### YOUR OBJECTIVE:
From the records below, extract only the lines running from the line with "config directory |" to the line with "file extension and", both lines included, reproducing them exactly.
*** SOURCE MATERIAL ***
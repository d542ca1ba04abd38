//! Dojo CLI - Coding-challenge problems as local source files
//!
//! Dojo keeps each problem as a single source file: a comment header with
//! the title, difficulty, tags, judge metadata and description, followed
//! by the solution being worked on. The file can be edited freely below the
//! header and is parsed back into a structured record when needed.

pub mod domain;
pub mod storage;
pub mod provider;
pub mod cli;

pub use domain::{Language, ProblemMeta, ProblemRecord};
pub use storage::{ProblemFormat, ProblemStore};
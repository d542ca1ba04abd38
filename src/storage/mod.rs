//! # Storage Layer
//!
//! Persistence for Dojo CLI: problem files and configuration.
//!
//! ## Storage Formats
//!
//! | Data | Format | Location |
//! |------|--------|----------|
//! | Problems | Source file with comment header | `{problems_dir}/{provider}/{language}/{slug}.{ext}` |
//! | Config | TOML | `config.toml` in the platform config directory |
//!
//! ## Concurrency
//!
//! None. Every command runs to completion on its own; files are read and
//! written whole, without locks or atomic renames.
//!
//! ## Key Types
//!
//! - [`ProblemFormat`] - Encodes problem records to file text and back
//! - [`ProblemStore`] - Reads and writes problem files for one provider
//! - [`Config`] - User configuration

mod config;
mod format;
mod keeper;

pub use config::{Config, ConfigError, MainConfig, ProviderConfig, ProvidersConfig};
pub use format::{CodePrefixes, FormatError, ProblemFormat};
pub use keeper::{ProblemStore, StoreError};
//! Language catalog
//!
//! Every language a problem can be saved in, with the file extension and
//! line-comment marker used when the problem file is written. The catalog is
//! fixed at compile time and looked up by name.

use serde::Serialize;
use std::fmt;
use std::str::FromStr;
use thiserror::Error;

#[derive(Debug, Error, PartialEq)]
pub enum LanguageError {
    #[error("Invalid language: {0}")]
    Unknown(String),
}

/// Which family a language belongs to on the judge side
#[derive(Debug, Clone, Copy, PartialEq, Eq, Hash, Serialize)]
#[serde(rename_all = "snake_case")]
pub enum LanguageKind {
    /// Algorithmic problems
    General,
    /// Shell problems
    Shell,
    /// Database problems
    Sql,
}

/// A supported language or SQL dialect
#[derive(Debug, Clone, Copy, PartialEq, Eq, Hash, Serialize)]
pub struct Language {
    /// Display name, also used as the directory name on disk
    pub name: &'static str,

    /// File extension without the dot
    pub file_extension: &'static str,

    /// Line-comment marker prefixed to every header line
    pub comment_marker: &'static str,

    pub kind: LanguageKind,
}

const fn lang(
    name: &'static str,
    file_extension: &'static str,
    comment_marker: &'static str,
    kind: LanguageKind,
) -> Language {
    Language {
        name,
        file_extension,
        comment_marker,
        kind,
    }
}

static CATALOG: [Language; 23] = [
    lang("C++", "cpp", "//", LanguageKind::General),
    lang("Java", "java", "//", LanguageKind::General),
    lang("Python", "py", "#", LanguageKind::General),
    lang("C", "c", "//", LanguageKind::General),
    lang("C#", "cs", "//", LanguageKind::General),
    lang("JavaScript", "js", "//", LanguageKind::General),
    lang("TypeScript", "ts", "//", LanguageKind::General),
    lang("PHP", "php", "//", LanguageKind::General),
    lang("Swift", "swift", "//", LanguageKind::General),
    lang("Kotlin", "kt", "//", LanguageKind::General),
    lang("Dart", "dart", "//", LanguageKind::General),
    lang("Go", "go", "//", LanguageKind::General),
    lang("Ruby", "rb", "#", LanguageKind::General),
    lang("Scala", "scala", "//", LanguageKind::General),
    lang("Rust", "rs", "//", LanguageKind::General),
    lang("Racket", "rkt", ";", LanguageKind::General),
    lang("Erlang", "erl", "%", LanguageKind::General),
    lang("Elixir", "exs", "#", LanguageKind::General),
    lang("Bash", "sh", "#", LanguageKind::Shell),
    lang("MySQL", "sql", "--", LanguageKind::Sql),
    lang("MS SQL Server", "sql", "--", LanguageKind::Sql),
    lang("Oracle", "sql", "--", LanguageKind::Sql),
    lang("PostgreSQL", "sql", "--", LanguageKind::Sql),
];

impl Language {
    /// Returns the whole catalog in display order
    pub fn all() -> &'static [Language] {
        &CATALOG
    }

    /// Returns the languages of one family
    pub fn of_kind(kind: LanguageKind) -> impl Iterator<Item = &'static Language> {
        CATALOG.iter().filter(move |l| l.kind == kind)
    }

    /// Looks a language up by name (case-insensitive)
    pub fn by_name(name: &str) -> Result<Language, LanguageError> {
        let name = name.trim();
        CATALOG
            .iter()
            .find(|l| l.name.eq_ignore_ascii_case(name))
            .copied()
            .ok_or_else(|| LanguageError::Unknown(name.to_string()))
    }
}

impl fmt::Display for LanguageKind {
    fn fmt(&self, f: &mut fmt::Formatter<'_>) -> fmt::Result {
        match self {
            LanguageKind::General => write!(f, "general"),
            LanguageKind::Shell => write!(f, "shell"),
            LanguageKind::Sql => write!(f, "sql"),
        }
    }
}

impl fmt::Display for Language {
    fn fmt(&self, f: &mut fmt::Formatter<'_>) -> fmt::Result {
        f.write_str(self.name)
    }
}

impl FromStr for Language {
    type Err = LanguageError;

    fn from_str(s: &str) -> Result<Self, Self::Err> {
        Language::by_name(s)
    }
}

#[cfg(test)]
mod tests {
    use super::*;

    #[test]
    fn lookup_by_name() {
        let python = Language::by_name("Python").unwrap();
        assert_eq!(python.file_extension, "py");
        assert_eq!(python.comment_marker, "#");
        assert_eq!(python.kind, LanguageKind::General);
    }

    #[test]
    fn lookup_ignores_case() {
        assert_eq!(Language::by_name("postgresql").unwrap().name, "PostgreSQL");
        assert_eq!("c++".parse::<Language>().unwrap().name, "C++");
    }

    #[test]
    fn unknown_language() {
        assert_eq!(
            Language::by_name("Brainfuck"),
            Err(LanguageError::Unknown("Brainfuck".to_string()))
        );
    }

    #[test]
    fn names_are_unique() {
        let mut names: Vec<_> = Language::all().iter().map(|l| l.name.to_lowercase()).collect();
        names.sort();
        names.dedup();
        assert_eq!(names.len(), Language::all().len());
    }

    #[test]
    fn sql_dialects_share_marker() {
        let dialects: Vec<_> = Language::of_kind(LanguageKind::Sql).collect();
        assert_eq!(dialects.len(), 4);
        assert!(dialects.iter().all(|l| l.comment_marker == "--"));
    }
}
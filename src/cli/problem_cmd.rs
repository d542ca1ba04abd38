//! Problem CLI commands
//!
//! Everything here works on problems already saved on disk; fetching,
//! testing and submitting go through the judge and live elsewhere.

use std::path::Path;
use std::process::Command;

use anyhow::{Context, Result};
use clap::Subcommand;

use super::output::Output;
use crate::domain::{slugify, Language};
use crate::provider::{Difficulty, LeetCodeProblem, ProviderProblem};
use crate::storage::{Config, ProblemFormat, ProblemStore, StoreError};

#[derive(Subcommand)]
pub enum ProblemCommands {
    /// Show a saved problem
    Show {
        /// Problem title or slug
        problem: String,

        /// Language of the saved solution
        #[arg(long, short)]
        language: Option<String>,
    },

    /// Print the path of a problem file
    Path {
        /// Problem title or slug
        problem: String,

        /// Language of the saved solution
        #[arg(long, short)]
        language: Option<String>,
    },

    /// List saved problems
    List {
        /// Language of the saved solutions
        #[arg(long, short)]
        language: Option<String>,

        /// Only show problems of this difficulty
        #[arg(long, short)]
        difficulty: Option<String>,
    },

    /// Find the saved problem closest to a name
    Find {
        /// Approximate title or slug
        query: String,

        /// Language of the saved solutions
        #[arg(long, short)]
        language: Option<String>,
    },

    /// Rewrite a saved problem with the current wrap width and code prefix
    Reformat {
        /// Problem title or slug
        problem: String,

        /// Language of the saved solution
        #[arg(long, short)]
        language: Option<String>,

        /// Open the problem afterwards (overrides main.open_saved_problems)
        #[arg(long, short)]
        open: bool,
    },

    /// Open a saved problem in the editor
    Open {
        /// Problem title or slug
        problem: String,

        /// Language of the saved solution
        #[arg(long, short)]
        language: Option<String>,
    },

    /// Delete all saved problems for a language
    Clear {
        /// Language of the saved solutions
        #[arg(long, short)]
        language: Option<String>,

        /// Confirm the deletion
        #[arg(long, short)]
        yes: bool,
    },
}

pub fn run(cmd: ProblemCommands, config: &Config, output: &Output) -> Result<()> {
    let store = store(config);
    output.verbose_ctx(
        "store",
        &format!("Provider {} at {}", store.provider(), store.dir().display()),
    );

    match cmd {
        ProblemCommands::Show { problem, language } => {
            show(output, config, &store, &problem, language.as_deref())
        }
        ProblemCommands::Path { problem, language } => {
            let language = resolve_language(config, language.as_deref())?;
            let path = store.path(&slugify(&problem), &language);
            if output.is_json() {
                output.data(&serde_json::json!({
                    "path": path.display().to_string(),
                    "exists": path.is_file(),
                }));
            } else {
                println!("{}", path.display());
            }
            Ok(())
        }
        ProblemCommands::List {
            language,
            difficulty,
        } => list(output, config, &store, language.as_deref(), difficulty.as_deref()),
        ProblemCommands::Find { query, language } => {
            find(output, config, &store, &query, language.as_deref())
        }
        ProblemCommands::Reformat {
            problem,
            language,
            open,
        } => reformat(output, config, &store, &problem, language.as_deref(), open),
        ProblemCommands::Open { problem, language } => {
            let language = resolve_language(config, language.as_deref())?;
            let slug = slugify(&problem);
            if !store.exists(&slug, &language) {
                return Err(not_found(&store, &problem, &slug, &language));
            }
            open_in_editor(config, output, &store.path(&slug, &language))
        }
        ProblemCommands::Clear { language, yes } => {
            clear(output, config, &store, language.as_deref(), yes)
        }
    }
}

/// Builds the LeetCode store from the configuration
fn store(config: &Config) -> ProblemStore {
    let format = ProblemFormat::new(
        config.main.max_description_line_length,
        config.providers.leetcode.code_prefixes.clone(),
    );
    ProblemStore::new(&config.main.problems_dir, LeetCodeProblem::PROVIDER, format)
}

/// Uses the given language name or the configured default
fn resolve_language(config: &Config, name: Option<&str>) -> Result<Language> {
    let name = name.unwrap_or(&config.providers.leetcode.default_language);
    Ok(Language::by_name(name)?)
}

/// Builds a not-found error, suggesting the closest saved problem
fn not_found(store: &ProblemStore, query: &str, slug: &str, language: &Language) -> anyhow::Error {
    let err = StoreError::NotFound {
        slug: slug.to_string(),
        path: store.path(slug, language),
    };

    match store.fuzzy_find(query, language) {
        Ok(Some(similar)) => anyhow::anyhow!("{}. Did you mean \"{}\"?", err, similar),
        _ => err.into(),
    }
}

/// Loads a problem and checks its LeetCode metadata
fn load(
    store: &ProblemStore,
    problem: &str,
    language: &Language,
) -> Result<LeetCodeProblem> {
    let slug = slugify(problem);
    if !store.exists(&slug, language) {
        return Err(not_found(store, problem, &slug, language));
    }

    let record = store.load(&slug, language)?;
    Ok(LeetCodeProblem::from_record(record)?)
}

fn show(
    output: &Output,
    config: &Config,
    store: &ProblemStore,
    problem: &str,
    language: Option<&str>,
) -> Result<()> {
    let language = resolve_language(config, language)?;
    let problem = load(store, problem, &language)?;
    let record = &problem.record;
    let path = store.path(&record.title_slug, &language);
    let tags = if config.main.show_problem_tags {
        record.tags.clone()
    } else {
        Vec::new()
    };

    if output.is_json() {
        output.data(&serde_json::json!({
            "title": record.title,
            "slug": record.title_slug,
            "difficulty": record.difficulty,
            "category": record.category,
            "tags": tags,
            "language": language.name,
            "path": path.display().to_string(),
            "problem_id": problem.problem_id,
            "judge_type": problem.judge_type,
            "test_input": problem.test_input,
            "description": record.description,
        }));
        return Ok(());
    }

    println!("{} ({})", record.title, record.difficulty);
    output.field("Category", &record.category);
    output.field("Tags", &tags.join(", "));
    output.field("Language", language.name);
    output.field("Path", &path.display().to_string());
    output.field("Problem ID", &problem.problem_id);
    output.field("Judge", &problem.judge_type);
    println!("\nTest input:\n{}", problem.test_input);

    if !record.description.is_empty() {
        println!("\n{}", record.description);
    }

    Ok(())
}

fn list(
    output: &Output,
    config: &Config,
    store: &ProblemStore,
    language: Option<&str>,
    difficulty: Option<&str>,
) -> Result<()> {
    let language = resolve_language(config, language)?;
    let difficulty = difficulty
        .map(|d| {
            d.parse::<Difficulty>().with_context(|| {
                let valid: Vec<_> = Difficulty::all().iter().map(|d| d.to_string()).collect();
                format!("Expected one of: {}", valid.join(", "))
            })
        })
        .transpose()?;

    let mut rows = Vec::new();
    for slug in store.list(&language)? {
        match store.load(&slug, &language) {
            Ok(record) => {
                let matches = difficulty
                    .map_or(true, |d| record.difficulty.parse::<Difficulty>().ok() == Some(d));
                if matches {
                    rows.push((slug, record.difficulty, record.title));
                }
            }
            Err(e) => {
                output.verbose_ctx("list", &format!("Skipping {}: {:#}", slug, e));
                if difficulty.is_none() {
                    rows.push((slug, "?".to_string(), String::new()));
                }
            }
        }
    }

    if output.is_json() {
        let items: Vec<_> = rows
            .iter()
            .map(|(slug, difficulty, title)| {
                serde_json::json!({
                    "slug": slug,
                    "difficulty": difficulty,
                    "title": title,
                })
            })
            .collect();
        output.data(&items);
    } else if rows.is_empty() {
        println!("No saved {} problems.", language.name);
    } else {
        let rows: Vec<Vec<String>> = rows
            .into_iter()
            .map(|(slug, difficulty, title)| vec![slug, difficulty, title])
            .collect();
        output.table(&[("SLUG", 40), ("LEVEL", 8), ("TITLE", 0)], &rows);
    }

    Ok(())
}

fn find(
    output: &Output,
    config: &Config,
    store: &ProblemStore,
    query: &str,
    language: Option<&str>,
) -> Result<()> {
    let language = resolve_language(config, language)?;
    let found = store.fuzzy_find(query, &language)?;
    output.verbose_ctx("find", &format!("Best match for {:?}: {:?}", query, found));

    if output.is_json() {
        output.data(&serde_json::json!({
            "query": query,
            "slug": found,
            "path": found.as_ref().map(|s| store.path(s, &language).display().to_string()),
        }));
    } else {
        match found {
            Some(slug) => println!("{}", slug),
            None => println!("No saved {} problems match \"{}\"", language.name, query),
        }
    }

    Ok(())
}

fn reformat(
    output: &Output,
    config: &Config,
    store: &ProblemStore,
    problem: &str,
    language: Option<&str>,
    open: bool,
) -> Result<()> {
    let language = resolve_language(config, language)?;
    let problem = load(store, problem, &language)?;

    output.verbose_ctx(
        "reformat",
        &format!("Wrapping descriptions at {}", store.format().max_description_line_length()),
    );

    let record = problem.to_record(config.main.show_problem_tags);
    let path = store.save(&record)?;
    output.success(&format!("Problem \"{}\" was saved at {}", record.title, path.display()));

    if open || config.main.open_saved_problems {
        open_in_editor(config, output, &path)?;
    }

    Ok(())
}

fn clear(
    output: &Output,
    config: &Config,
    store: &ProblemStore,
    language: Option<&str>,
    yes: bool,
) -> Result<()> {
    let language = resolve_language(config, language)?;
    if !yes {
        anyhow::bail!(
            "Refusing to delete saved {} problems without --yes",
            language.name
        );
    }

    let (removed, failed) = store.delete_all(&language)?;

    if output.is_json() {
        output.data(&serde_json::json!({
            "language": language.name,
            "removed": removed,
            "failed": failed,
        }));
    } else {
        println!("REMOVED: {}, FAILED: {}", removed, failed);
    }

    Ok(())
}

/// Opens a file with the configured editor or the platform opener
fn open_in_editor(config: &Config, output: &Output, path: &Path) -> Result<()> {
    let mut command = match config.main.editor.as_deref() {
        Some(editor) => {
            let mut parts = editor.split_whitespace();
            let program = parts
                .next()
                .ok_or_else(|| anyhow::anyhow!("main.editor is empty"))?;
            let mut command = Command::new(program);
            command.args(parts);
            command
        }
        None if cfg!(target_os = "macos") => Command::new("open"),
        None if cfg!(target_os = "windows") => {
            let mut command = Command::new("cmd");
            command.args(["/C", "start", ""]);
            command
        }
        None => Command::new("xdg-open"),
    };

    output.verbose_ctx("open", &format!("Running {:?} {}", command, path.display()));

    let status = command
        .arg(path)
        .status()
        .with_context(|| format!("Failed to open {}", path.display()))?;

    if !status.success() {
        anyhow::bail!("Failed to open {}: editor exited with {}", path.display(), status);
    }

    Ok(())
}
*** End of SOURCE MATERIAL ***
*** SOURCE MATERIAL ***
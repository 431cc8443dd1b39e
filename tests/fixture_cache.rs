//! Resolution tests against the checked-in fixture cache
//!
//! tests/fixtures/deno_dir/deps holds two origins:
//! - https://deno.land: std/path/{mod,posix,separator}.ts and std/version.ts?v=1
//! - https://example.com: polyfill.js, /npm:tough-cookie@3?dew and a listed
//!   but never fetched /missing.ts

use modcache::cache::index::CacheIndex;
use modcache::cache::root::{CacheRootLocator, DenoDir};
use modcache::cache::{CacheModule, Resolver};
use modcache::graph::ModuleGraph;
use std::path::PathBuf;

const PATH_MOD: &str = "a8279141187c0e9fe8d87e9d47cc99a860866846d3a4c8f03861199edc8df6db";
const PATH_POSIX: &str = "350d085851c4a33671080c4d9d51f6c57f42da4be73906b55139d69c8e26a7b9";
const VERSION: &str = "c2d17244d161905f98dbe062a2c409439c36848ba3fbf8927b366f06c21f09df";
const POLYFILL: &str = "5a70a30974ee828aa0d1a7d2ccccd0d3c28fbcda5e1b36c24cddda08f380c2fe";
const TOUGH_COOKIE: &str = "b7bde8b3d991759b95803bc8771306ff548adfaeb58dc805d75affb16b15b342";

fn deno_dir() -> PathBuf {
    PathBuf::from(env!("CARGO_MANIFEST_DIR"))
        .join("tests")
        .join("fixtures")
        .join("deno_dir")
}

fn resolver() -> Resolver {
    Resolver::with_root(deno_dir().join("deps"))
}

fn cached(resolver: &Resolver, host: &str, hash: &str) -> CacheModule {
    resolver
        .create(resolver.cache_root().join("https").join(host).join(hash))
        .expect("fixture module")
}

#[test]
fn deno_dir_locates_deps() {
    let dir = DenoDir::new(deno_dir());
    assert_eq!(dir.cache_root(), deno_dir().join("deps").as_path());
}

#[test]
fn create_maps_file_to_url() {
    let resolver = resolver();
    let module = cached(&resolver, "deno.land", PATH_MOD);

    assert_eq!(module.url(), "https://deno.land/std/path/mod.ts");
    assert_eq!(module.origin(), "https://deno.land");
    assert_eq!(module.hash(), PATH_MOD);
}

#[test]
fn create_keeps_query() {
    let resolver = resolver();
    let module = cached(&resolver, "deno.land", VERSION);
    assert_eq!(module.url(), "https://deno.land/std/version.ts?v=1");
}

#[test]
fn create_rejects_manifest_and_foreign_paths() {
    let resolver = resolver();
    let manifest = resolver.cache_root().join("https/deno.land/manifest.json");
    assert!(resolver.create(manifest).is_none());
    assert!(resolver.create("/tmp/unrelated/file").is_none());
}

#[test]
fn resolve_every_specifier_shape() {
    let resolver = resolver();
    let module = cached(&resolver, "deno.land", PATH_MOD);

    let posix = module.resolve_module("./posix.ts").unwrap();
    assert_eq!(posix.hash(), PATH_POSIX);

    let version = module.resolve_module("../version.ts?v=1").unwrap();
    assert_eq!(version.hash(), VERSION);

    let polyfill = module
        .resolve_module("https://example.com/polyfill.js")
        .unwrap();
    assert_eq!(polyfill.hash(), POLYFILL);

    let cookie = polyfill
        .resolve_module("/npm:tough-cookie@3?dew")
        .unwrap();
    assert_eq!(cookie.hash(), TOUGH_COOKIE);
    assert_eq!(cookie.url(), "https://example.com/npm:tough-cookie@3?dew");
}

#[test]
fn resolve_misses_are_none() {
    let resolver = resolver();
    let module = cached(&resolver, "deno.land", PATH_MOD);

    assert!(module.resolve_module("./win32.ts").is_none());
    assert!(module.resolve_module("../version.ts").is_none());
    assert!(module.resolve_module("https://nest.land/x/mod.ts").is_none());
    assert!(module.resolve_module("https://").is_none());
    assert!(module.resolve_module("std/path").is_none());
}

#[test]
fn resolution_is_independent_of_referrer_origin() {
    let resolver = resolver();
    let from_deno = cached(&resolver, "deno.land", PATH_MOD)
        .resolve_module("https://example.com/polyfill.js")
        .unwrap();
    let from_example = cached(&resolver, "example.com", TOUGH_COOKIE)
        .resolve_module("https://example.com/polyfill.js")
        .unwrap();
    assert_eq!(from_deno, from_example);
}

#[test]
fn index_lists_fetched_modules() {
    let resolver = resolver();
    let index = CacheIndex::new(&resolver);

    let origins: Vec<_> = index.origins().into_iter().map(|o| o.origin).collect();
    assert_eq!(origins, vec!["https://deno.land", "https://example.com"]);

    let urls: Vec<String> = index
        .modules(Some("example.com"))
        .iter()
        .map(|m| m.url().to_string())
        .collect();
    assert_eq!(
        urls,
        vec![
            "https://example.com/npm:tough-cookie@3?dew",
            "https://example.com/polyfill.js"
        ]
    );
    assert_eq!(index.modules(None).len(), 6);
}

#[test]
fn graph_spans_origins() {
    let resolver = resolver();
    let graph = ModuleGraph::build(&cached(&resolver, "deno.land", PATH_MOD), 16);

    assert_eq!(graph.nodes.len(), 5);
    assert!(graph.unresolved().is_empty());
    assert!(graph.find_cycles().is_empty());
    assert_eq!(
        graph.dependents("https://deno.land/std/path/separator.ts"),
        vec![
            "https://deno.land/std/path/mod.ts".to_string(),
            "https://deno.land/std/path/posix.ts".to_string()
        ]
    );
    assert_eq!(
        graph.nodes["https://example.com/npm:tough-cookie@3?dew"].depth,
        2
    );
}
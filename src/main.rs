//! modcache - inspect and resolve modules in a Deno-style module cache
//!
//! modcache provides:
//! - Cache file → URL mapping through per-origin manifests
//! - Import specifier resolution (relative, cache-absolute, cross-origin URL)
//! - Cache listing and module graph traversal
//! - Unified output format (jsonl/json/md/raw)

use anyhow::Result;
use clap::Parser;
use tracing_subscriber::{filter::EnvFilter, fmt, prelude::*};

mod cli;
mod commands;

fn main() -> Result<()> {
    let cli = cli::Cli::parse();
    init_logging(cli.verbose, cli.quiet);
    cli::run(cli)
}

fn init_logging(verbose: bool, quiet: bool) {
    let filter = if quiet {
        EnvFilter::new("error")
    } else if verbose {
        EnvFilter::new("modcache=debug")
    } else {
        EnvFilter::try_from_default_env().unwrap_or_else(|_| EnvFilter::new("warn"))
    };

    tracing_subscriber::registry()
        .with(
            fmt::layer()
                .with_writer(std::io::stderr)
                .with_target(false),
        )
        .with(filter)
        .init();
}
*** End of SOURCE MATERIAL ***
### WORKED SOLUTION:
//! | Config | TOML | `config.toml` in the platform config directory |
//!
//! ## Concurrency
//!
//! None. Every command runs to completion on its own; files are read and
//! written whole, without locks or atomic renames.
//!
//! ## Key Types
//!
//! - [`ProblemFormat`] - Encodes problem records to file text and back
//! - [`ProblemStore`] - Reads and writes problem files for one provider
//! - [`Config`] - User configuration

mod config;
mod format;
mod keeper;

pub use config::{Config, ConfigError, MainConfig, ProviderConfig, ProvidersConfig};
pub use format::{CodePrefixes, FormatError, ProblemFormat};
pub use keeper::{ProblemStore, StoreError};
//! Language catalog
//!
//! Every language a problem can be saved in, with the file extension and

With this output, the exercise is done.